Jilid Keduapuluh Lima
بِسْــــــــــــــــــــــمِ اللّهِ الرَّحْمَنِ الرَّحِيْم
"Nyatanya buah simalakama itu memang benar-benar ada, maju kena, mundur pun sama saja."
Hazman mendorong pintu kamar Hamizan secara perlahan saat tak kunjung mendapat sahutan dari sang kakak. Dia memasuki ruangan berukuran 4×3 meter tersebut seraya memanggil-manggil nama kakaknya.
"Abang ..., Bang Hamizan!"
"Bang Hamizan makan malam dulu kata, Buna. Udah ditunggu di meja makan," katanya.
Hamizan terlihat baru saja keluar dari arah kamar mandi. "Iya nanti Abang nyusul, Haz."

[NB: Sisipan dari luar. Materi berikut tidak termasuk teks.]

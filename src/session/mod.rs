//! Session recording: the results-service boundary.
//!
//! Calls are fire-and-forget from the controller's point of view. A
//! recorder that cannot deliver an entry logs the failure and carries on.

pub mod json_lines_recorder;
pub mod memory_recorder;

pub use json_lines_recorder::JsonLinesSessionRecorder;
pub use memory_recorder::MemorySessionRecorder;

use crate::run_registry::RunId;
use serde::{Deserialize, Serialize};
use std::cell::RefCell;
use std::rc::Rc;

pub trait SessionRecorder {
    /// Open a run under an id issued by the run registry
    fn start_run(&mut self, run: RunId, user_id: u64, name: &str, description: &str, modality: &str);

    /// Log a timestamped event. `run` is `None` when no run was active.
    fn record_event(&mut self, run: Option<RunId>, title: &str, detail: &str, timestamp_s: i64);

    fn record_result(&mut self, run: RunId, label: &str, value: &str, unit: &str);

    /// Close a run with its duration in whole seconds
    fn finalize_run(&mut self, run: RunId, duration_s: i64);
}

/// One recorder call, in the shape it is stored or shipped
#[derive(Clone, Debug, PartialEq, Serialize, Deserialize)]
#[serde(tag = "kind", rename_all = "snake_case")]
pub enum SessionEntry {
    RunStarted {
        run: RunId,
        user_id: u64,
        name: String,
        description: String,
        modality: String,
    },
    Event {
        run: Option<RunId>,
        title: String,
        detail: String,
        timestamp_s: i64,
    },
    Result {
        run: RunId,
        label: String,
        value: String,
        unit: String,
    },
    Finalized {
        run: RunId,
        duration_s: i64,
    },
}

impl SessionEntry {
    pub fn run(&self) -> Option<RunId> {
        match self {
            SessionEntry::RunStarted { run, .. }
            | SessionEntry::Result { run, .. }
            | SessionEntry::Finalized { run, .. } => Some(*run),
            SessionEntry::Event { run, .. } => *run,
        }
    }
}

/// Lets a caller keep a handle on a recorder it has given to a controller
impl<T: SessionRecorder> SessionRecorder for Rc<RefCell<T>> {
    fn start_run(&mut self, run: RunId, user_id: u64, name: &str, description: &str, modality: &str) {
        self.borrow_mut()
            .start_run(run, user_id, name, description, modality);
    }

    fn record_event(&mut self, run: Option<RunId>, title: &str, detail: &str, timestamp_s: i64) {
        self.borrow_mut().record_event(run, title, detail, timestamp_s);
    }

    fn record_result(&mut self, run: RunId, label: &str, value: &str, unit: &str) {
        self.borrow_mut().record_result(run, label, value, unit);
    }

    fn finalize_run(&mut self, run: RunId, duration_s: i64) {
        self.borrow_mut().finalize_run(run, duration_s);
    }
}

Hazman pun mengangguk patuh, dia sudah bersiap untuk keluar tapi langkahnya tertahan kala mendengar penuturan Hamizan.
"Perjodohan kamu belum sampai ke tahap mempersiapkan pernikahan, kan? Sebenarnya Abang nggak keberatan kalau emang mau kamu langkahi, tapi Papa sama Buna punya pandangan lain."
"Belum, Bang, ada urusan yang harus Hazman selesaikan terlebih dahulu. Hazman juga nggak keberatan kalau emang Papa sama Buna keukeuh harus Abang duluan yang nikah, Hazman bisa bicarakan sama keluarga calonnya Hazman. Insyaallah mereka akan paham," ujarnya menanggapi.

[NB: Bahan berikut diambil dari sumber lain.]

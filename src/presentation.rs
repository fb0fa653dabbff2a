//! Presentation capabilities driven by the controller.
//!
//! Each capability is optional. A controller with nothing attached still
//! simulates; it just has nothing to draw on.

use glam::DVec3;
use std::cell::RefCell;
use std::rc::Rc;

/// On-screen temperature readout
pub trait TemperatureDisplay {
    fn set_temperature_text(&mut self, celsius: i32);
    fn set_completion_text(&mut self);
}

/// A scene object with a transform and a visibility flag (the solid block, the liquid)
pub trait SceneBody {
    fn set_visible(&mut self, visible: bool);
    fn set_scale(&mut self, scale: DVec3);
    fn set_position(&mut self, position: DVec3);
}

/// Light mirroring the heat source state
pub trait IndicatorLight {
    fn set_enabled(&mut self, enabled: bool);
}

#[derive(Default)]
pub struct Presentation {
    pub display: Option<Box<dyn TemperatureDisplay>>,
    pub solid: Option<Box<dyn SceneBody>>,
    pub liquid: Option<Box<dyn SceneBody>>,
    pub light: Option<Box<dyn IndicatorLight>>,
}

impl Presentation {
    pub fn with_display(mut self, display: impl TemperatureDisplay + 'static) -> Self {
        self.display = Some(Box::new(display));
        self
    }

    pub fn with_solid(mut self, solid: impl SceneBody + 'static) -> Self {
        self.solid = Some(Box::new(solid));
        self
    }

    pub fn with_liquid(mut self, liquid: impl SceneBody + 'static) -> Self {
        self.liquid = Some(Box::new(liquid));
        self
    }

    pub fn with_light(mut self, light: impl IndicatorLight + 'static) -> Self {
        self.light = Some(Box::new(light));
        self
    }
}

// ============================================================================
// Headless snapshots
// ============================================================================

/// Last text pushed to a display
#[derive(Clone, Debug, Default, PartialEq)]
pub struct DisplaySnapshot {
    pub celsius: i32,
    pub completed: bool,
    pub updates: usize,
}

impl DisplaySnapshot {
    pub fn text(&self) -> String {
        if self.completed {
            "EXPERIMENT COMPLETE!".to_string()
        } else {
            format!("Temperature: {} °C", self.celsius)
        }
    }
}

impl TemperatureDisplay for DisplaySnapshot {
    fn set_temperature_text(&mut self, celsius: i32) {
        self.celsius = celsius;
        self.completed = false;
        self.updates += 1;
    }

    fn set_completion_text(&mut self) {
        self.completed = true;
        self.updates += 1;
    }
}

#[derive(Clone, Debug, Default, PartialEq)]
pub struct BodySnapshot {
    pub visible: bool,
    pub scale: DVec3,
    pub position: DVec3,
    /// Number of hidden → visible flips seen
    pub times_shown: usize,
}

impl SceneBody for BodySnapshot {
    fn set_visible(&mut self, visible: bool) {
        if visible && !self.visible {
            self.times_shown += 1;
        }
        self.visible = visible;
    }

    fn set_scale(&mut self, scale: DVec3) {
        self.scale = scale;
    }

    fn set_position(&mut self, position: DVec3) {
        self.position = position;
    }
}

#[derive(Clone, Debug, Default, PartialEq)]
pub struct LightSnapshot {
    pub enabled: bool,
}

impl IndicatorLight for LightSnapshot {
    fn set_enabled(&mut self, enabled: bool) {
        self.enabled = enabled;
    }
}

impl<T: TemperatureDisplay> TemperatureDisplay for Rc<RefCell<T>> {
    fn set_temperature_text(&mut self, celsius: i32) {
        self.borrow_mut().set_temperature_text(celsius);
    }

    fn set_completion_text(&mut self) {
        self.borrow_mut().set_completion_text();
    }
}

impl<T: SceneBody> SceneBody for Rc<RefCell<T>> {
    fn set_visible(&mut self, visible: bool) {
        self.borrow_mut().set_visible(visible);
    }

    fn set_scale(&mut self, scale: DVec3) {
        self.borrow_mut().set_scale(scale);
    }

    fn set_position(&mut self, position: DVec3) {
        self.borrow_mut().set_position(position);
    }
}

impl<T: IndicatorLight> IndicatorLight for Rc<RefCell<T>> {
    fn set_enabled(&mut self, enabled: bool) {
        self.borrow_mut().set_enabled(enabled);
    }
}

/// Shared handles to a full set of snapshots, for callers that want to
/// inspect what the controller drew.
#[derive(Clone, Default)]
pub struct SceneProbe {
    pub display: Rc<RefCell<DisplaySnapshot>>,
    pub solid: Rc<RefCell<BodySnapshot>>,
    pub liquid: Rc<RefCell<BodySnapshot>>,
    pub light: Rc<RefCell<LightSnapshot>>,
}

impl SceneProbe {
    pub fn new() -> Self {
        Self::default()
    }

    /// A presentation wired to this probe's snapshots
    pub fn presentation(&self) -> Presentation {
        Presentation::default()
            .with_display(self.display.clone())
            .with_solid(self.solid.clone())
            .with_liquid(self.liquid.clone())
            .with_light(self.light.clone())
    }
}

Hamizan menggosok rambut basahnya menggunakan handuk lantas berkata, "Progres Abang untuk bisa sampai ke tahap serius kayaknya akan banyak terkendala, dan Abang nggak mau menghalangi niat baik kalian. Nanti Abang yang akan ngomong sama Papa dan juga Buna."
Hazman pun tersenyum samar. "Semoga Allah mudahkan niat baik Abang ya. Calonnya siapa tuh? Naqeesya?"

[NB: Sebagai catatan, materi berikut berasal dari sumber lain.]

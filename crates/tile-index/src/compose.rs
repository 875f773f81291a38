//! Compositing georeferenced images onto a frame.

use image::{Rgba, RgbaImage};
use map_common::{GeoTransform, Viewport};

/// Draw `image`, placed on the ground by `transform`, onto `surface`.
///
/// Every frame pixel inside the image's ground bounds is mapped back to a
/// source pixel (nearest neighbour) and blended source-over with the source
/// alpha scaled by `opacity`. Returns the number of frame pixels written.
pub fn composite(
    surface: &mut RgbaImage,
    image: &RgbaImage,
    transform: &GeoTransform,
    viewport: &Viewport,
    opacity: f32,
) -> usize {
    let opacity = opacity.clamp(0.0, 1.0);
    if opacity == 0.0 || image.width() == 0 || image.height() == 0 {
        return 0;
    }

    let bounds = transform.ground_bounds(image.width(), image.height());
    let Some((x0, y0, x1, y1)) = viewport.pixel_window(&bounds) else {
        return 0;
    };
    let x1 = x1.min(surface.width());
    let y1 = y1.min(surface.height());

    let (src_w, src_h) = (image.width() as f64, image.height() as f64);
    let mut written = 0;

    for py in y0..y1 {
        for px in x0..x1 {
            let ground = viewport.screen_to_ground(px as f64 + 0.5, py as f64 + 0.5);
            let (col, row) = transform.ground_to_pixel(ground.x, ground.y);
            if col < 0.0 || row < 0.0 || col >= src_w || row >= src_h {
                continue;
            }

            let src = image.get_pixel(col as u32, row as u32);
            let dst = surface.get_pixel_mut(px, py);
            *dst = blend_over(*dst, *src, opacity);
            written += 1;
        }
    }
    written
}

/// Non-premultiplied source-over blend.
pub fn blend_over(dst: Rgba<u8>, src: Rgba<u8>, opacity: f32) -> Rgba<u8> {
    let sa = src[3] as f32 / 255.0 * opacity;
    if sa <= 0.0 {
        return dst;
    }
    let da = dst[3] as f32 / 255.0;
    let out_a = sa + da * (1.0 - sa);

    let channel = |s: u8, d: u8| -> u8 {
        let c = (s as f32 * sa + d as f32 * da * (1.0 - sa)) / out_a;
        c.round().clamp(0.0, 255.0) as u8
    };

    Rgba([
        channel(src[0], dst[0]),
        channel(src[1], dst[1]),
        channel(src[2], dst[2]),
        (out_a * 255.0).round().clamp(0.0, 255.0) as u8,
    ])
}

#[cfg(test)]
mod tests {
    use super::*;
    use map_common::BoundingBox;

    const RED: Rgba<u8> = Rgba([255, 0, 0, 255]);
    const CLEAR: Rgba<u8> = Rgba([0, 0, 0, 0]);

    fn frame() -> (RgbaImage, Viewport) {
        let viewport = Viewport::new(BoundingBox::new(0.0, 0.0, 20.0, 20.0), 20, 20).unwrap();
        (RgbaImage::from_pixel(20, 20, CLEAR), viewport)
    }

    #[test]
    fn test_tile_lands_in_its_footprint() {
        let (mut surface, viewport) = frame();
        let tile = RgbaImage::from_pixel(5, 5, RED);
        let gt = GeoTransform::from_envelope(&BoundingBox::new(0.0, 10.0, 10.0, 20.0), 5, 5)
            .unwrap();

        let written = composite(&mut surface, &tile, &gt, &viewport, 1.0);

        assert_eq!(written, 100);
        // Upper-left quadrant of the frame is the upper-left of the ground
        assert_eq!(*surface.get_pixel(0, 0), RED);
        assert_eq!(*surface.get_pixel(9, 9), RED);
        assert_eq!(*surface.get_pixel(10, 10), CLEAR);
        assert_eq!(*surface.get_pixel(5, 15), CLEAR);
    }

    #[test]
    fn test_tile_outside_frame_draws_nothing() {
        let (mut surface, viewport) = frame();
        let tile = RgbaImage::from_pixel(4, 4, RED);
        let gt = GeoTransform::from_envelope(&BoundingBox::new(100.0, 100.0, 110.0, 110.0), 4, 4)
            .unwrap();
        assert_eq!(composite(&mut surface, &tile, &gt, &viewport, 1.0), 0);
    }

    #[test]
    fn test_zero_opacity_draws_nothing() {
        let (mut surface, viewport) = frame();
        let tile = RgbaImage::from_pixel(4, 4, RED);
        let gt = GeoTransform::from_envelope(&BoundingBox::new(0.0, 0.0, 20.0, 20.0), 4, 4)
            .unwrap();
        assert_eq!(composite(&mut surface, &tile, &gt, &viewport, 0.0), 0);
        assert_eq!(*surface.get_pixel(3, 3), CLEAR);
    }

    #[test]
    fn test_blend_half_opacity_over_white() {
        let out = blend_over(Rgba([255, 255, 255, 255]), RED, 0.5);
        assert_eq!(out, Rgba([255, 128, 128, 255]));
    }

    #[test]
    fn test_blend_over_transparent_keeps_source_colour() {
        let out = blend_over(CLEAR, RED, 0.5);
        assert_eq!(out, Rgba([255, 0, 0, 128]));
    }
}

"Lha, kenapa jadi Naqeesya? Ya bukan."
"Terus siapa?"
Hamizan tertawa dibuatnya. "Yang pasti perempuan sih, Haz."
"Ish, jawabannya klasik banget," keluh Hazman.
Hamizan pun merangkul bahu sang adik. "Dia perempuan langka, yang judes dan galaknya nauduzbilah, keras kepala tiada duanya, tapi dia istimewa."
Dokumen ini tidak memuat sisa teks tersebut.